I like this, because it reminds me of my colleague SGS’s “Be bold” exhortation. And it’s great advice.

And if I needed a reason to ask readers of this blog more questions (cf. Ask a question), yesterday’s post gave me a lot of interesting things to consider, not least of which was this essay which Stewart Greenhill pointed to: George Orwell’s Why I write.

6 Comments

Tom Goodfellow 2 August 2007

Kerouac was a hack. Capote nailed it when he said “That’s not writing, that’s typing.” Good prose takes a bit of effort, Kerouac just took lots of speed.

The Orwell essay is fantastic though – now there’s a writer.

Kathryn Greenhill 2 August 2007

Hehehe…you just outed Stewart. I ddin’t know he was playing. I think he’s getting dragged into this bloggy morass. He looked at the link you made to his name and said sadly “I don’t have a blog”.

CW 2 August 2007

Thanks Tom. I was wondering who would point that out about Kerouac. I once had a friend who did a performance piece entitled Jack Kerouac was a spac written in that same kind of Spontaneous Prose style…

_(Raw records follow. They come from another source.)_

//! Background polling of room free/busy feeds.
//!
//! Runs as a tokio background task within the server process: fetch each
//! room's feed, classify it, and publish the result to the room store.

pub mod classifier;
pub mod feed;
pub mod ical;
pub mod scheduler;
mod time;

pub use feed::HttpFeedSource;
pub use scheduler::{start_room_polling_task, RoomPoller};
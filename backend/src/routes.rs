use axum::{routing::get, Router};
use tower_http::cors::CorsLayer;
use tower_http::trace::TraceLayer;

use crate::handlers::{health, rooms};
use crate::store::RoomStore;

pub fn api_routes() -> Router<RoomStore> {
    Router::new()
        // Room routes
        .route("/rooms", get(rooms::list_rooms))
        .route("/rooms/free", get(rooms::list_free_rooms))
        .route("/rooms/busy", get(rooms::list_busy_rooms))
        .route("/rooms/:email", get(rooms::get_room))
}

/// Full application router over `store`.
pub fn create_app(store: RoomStore) -> Router {
    Router::new()
        .route("/health", get(health::health_check))
        .nest("/api", api_routes())
        .layer(TraceLayer::new_for_http())
        .layer(CorsLayer::permissive())
        .with_state(store)
}
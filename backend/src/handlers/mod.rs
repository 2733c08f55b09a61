pub mod health;
pub mod rooms;
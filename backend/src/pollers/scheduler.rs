use chrono::{DateTime, Utc};
use chrono_tz::Tz;
use futures::future::join_all;
use std::sync::Arc;
use std::time::Duration;
use tokio::time::{self, MissedTickBehavior};

use super::classifier::classify;
use super::feed::{FeedError, FreeBusySource};
use crate::config::RoomConfig;
use crate::store::RoomStore;

/// Outcome counts of one poll cycle
#[derive(Debug, Clone, Copy, Default, PartialEq, Eq)]
pub struct PollSummary {
    pub succeeded: usize,
    pub failed: usize,
}

pub struct RoomPoller {
    source: Arc<dyn FreeBusySource>,
    store: RoomStore,
    rooms: Vec<RoomConfig>,
    timezone: Tz,
}

impl RoomPoller {
    pub fn new(
        source: Arc<dyn FreeBusySource>,
        store: RoomStore,
        rooms: Vec<RoomConfig>,
        timezone: Tz,
    ) -> Self {
        Self {
            source,
            store,
            rooms,
            timezone,
        }
    }

    /// Poll every room once, as of the current time.
    pub async fn poll(&self) -> PollSummary {
        self.poll_at(Utc::now().with_timezone(&self.timezone)).await
    }

    /// Poll every room concurrently as of `now`.
    ///
    /// A failing room keeps its previous snapshot and does not affect the
    /// others.
    pub async fn poll_at(&self, now: DateTime<Tz>) -> PollSummary {
        let results = join_all(self.rooms.iter().map(|room| self.poll_room(room, now))).await;

        let mut summary = PollSummary::default();
        for (room, result) in self.rooms.iter().zip(results) {
            match result {
                Ok(()) => summary.succeeded += 1,
                Err(e) => {
                    summary.failed += 1;
                    tracing::warn!(room = %room.email, "Keeping previous state, poll failed: {}", e);
                }
            }
        }

        summary
    }

    async fn poll_room(&self, room: &RoomConfig, now: DateTime<Tz>) -> Result<(), FeedError> {
        let entries = self.source.fetch(room, now).await?;
        let classification = classify(now, entries);

        tracing::debug!(
            room = %room.email,
            relevant = classification.freebusy.len(),
            status = ?classification.status,
            current = ?classification.current,
            next = ?classification.next,
            "Classified room"
        );

        self.store
            .replace(classification.into_room(&room.email, &room.label))
            .await;
        Ok(())
    }
}

/// Poll immediately, then every `interval`, forever.
///
/// A cycle always finishes before the next one starts; ticks missed while a
/// slow cycle runs are delayed rather than fired back to back.
pub async fn start_room_polling_task(poller: RoomPoller, interval: Duration) {
    tracing::info!(
        "Room poller started (interval: {:?}, rooms: {})",
        interval,
        poller.rooms.len()
    );

    let mut ticker = time::interval(interval);
    ticker.set_missed_tick_behavior(MissedTickBehavior::Delay);

    loop {
        ticker.tick().await;
        tracing::debug!("Running room poll cycle");

        let summary = poller.poll().await;
        tracing::info!(
            succeeded = summary.succeeded,
            failed = summary.failed,
            "Room poll cycle finished"
        );
    }
}
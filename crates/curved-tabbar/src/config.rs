//! Tab bar configuration.
//!
//! The configuration is an explicit immutable value constructed by the
//! host: parallel `views` / `icons` sequences plus an [`ItemCount`]
//! declaring how many of them are rendered. Entries beyond the declared
//! count are ignored. Validation happens once, in [`TabBarConfig::new`];
//! the widget trusts the value afterwards.

use std::fmt;

use leptos::children::ViewFn;
use thiserror::Error;

use crate::item_count::ItemCount;

#[derive(Debug, Error, Clone, PartialEq, Eq)]
pub enum ConfigError {
    #[error("{supplied} views supplied, item count declares {declared}")]
    NotEnoughViews { supplied: usize, declared: usize },
    #[error("{supplied} icons supplied, item count declares {declared}")]
    NotEnoughIcons { supplied: usize, declared: usize },
    #[error("duplicate icon identifier `{0}` among active tabs")]
    DuplicateIcon(String),
}

/// Immutable tab content description passed to the widget at construction.
///
/// `icons[i]` labels `views[i]` for every active index; each identifier
/// doubles as the selection tag and as the glyph name.
#[derive(Clone)]
pub struct TabBarConfig {
    views: Vec<ViewFn>,
    icons: Vec<String>,
    count: ItemCount,
}

// `views` holds opaque render closures, so Debug reports only their count.
impl fmt::Debug for TabBarConfig {
    fn fmt(&self, f: &mut fmt::Formatter<'_>) -> fmt::Result {
        f.debug_struct("TabBarConfig")
            .field("icons", &self.icons)
            .field("count", &self.count)
            .field("views", &self.views.len())
            .finish()
    }
}

impl TabBarConfig {
    /// Builds a configuration, checking that both sequences cover the
    /// declared count and that active icon identifiers are unique.
    pub fn new(
        views: Vec<ViewFn>,
        icons: Vec<String>,
        count: ItemCount,
    ) -> Result<Self, ConfigError> {
        let declared = count.get();
        if views.len() < declared {
            return Err(ConfigError::NotEnoughViews {
                supplied: views.len(),
                declared,
            });
        }
        if icons.len() < declared {
            return Err(ConfigError::NotEnoughIcons {
                supplied: icons.len(),
                declared,
            });
        }
        for (i, icon) in icons[..declared].iter().enumerate() {
            if icons[..i].contains(icon) {
                return Err(ConfigError::DuplicateIcon(icon.clone()));
            }
        }
        Ok(Self {
            views,
            icons,
            count,
        })
    }

    pub fn count(&self) -> ItemCount {
        self.count
    }

    /// Identifiers of the rendered tabs, in display order.
    pub fn active_icons(&self) -> &[String] {
        &self.icons[..self.count.get()]
    }

    /// Content of the rendered tabs, index-aligned with [`active_icons`](Self::active_icons).
    pub fn active_views(&self) -> &[ViewFn] {
        &self.views[..self.count.get()]
    }

    /// Index of the tab whose identifier equals `selected`, if any.
    /// A foreign value is a valid no-match state, not an error.
    pub fn selected_index(&self, selected: &str) -> Option<usize> {
        self.active_icons().iter().position(|icon| icon == selected)
    }
}

#[cfg(test)]
mod tests {
    use super::*;

    fn pane(label: &'static str) -> ViewFn {
        ViewFn::from(move || label)
    }

    fn four_tabs() -> TabBarConfig {
        TabBarConfig::new(
            vec![pane("Home"), pane("Alerts"), pane("Profile"), pane("Settings")],
            vec!["house", "bell", "person", "gear"]
                .into_iter()
                .map(String::from)
                .collect(),
            ItemCount::Four,
        )
        .unwrap()
    }

    #[test]
    fn test_active_prefix() {
        let config = four_tabs();
        assert_eq!(config.active_icons().len(), 4);
        assert_eq!(config.active_views().len(), 4);
        assert_eq!(config.active_icons()[0], "house");
        assert_eq!(config.active_icons()[3], "gear");
    }

    #[test]
    fn test_extra_entries_are_ignored() {
        let config = TabBarConfig::new(
            vec![pane("a"), pane("b"), pane("c")],
            vec!["house".into(), "bell".into(), "star".into()],
            ItemCount::Two,
        )
        .unwrap();
        assert_eq!(config.active_icons(), ["house", "bell"]);
        assert_eq!(config.active_views().len(), 2);
        // The third entry is present but never offered for selection.
        assert_eq!(config.selected_index("star"), None);
    }

    #[test]
    fn test_selected_index() {
        let config = four_tabs();
        assert_eq!(config.selected_index("house"), Some(0));
        assert_eq!(config.selected_index("person"), Some(2));
        assert_eq!(config.selected_index("rocket"), None);
        assert_eq!(config.selected_index(""), None);
    }

    #[test]
    fn test_short_views_rejected() {
        let err = TabBarConfig::new(
            vec![pane("only")],
            vec!["house".into(), "bell".into()],
            ItemCount::Two,
        )
        .unwrap_err();
        assert_eq!(
            err,
            ConfigError::NotEnoughViews {
                supplied: 1,
                declared: 2
            }
        );
    }

    #[test]
    fn test_short_icons_rejected() {
        let err = TabBarConfig::new(
            vec![pane("a"), pane("b")],
            vec!["house".into()],
            ItemCount::Two,
        )
        .unwrap_err();
        assert_eq!(
            err,
            ConfigError::NotEnoughIcons {
                supplied: 1,
                declared: 2
            }
        );
    }

    #[test]
    fn test_duplicate_active_icon_rejected() {
        let err = TabBarConfig::new(
            vec![pane("a"), pane("b"), pane("c"), pane("d")],
            vec!["house".into(), "bell".into(), "house".into(), "gear".into()],
            ItemCount::Four,
        )
        .unwrap_err();
        assert_eq!(err, ConfigError::DuplicateIcon("house".into()));
    }

    #[test]
    fn test_duplicate_beyond_count_allowed() {
        // Duplicates among ignored entries cannot confuse selection.
        let config = TabBarConfig::new(
            vec![pane("a"), pane("b"), pane("c")],
            vec!["house".into(), "bell".into(), "house".into()],
            ItemCount::Two,
        );
        assert!(config.is_ok());
    }

    #[test]
    fn test_debug_reports_view_count() {
        let rendered = format!("{:?}", four_tabs());
        assert!(rendered.contains("\"house\""));
        assert!(rendered.contains("count: Four"));
        assert!(rendered.contains("views: 4"));
    }

    #[test]
    fn test_error_messages() {
        let err = ConfigError::NotEnoughIcons {
            supplied: 3,
            declared: 4,
        };
        assert_eq!(err.to_string(), "3 icons supplied, item count declares 4");
        assert_eq!(
            ConfigError::DuplicateIcon("bell".into()).to_string(),
            "duplicate icon identifier `bell` among active tabs"
        );
    }
}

Kathryn I would have linked to Stewart’s Facebook profile but Facebook is a closed.. err.. book… I love that you’re getting dragged into the bloggy morass, Stewart. (M is far more resolute! 😉 )

jl 2 August 2007

Ugh, Kerouac. Tried to read “On The Road” a couple of years ago, gave up, couldn’t see what the fuss was all about.

CW 2 August 2007

Yeh to be honest I am not a Kerouac fan either. I just liked the 30 essentials 😀

jl 3 August 2007

Agree, should have said that in earlier comment, the thirty essentials have merit!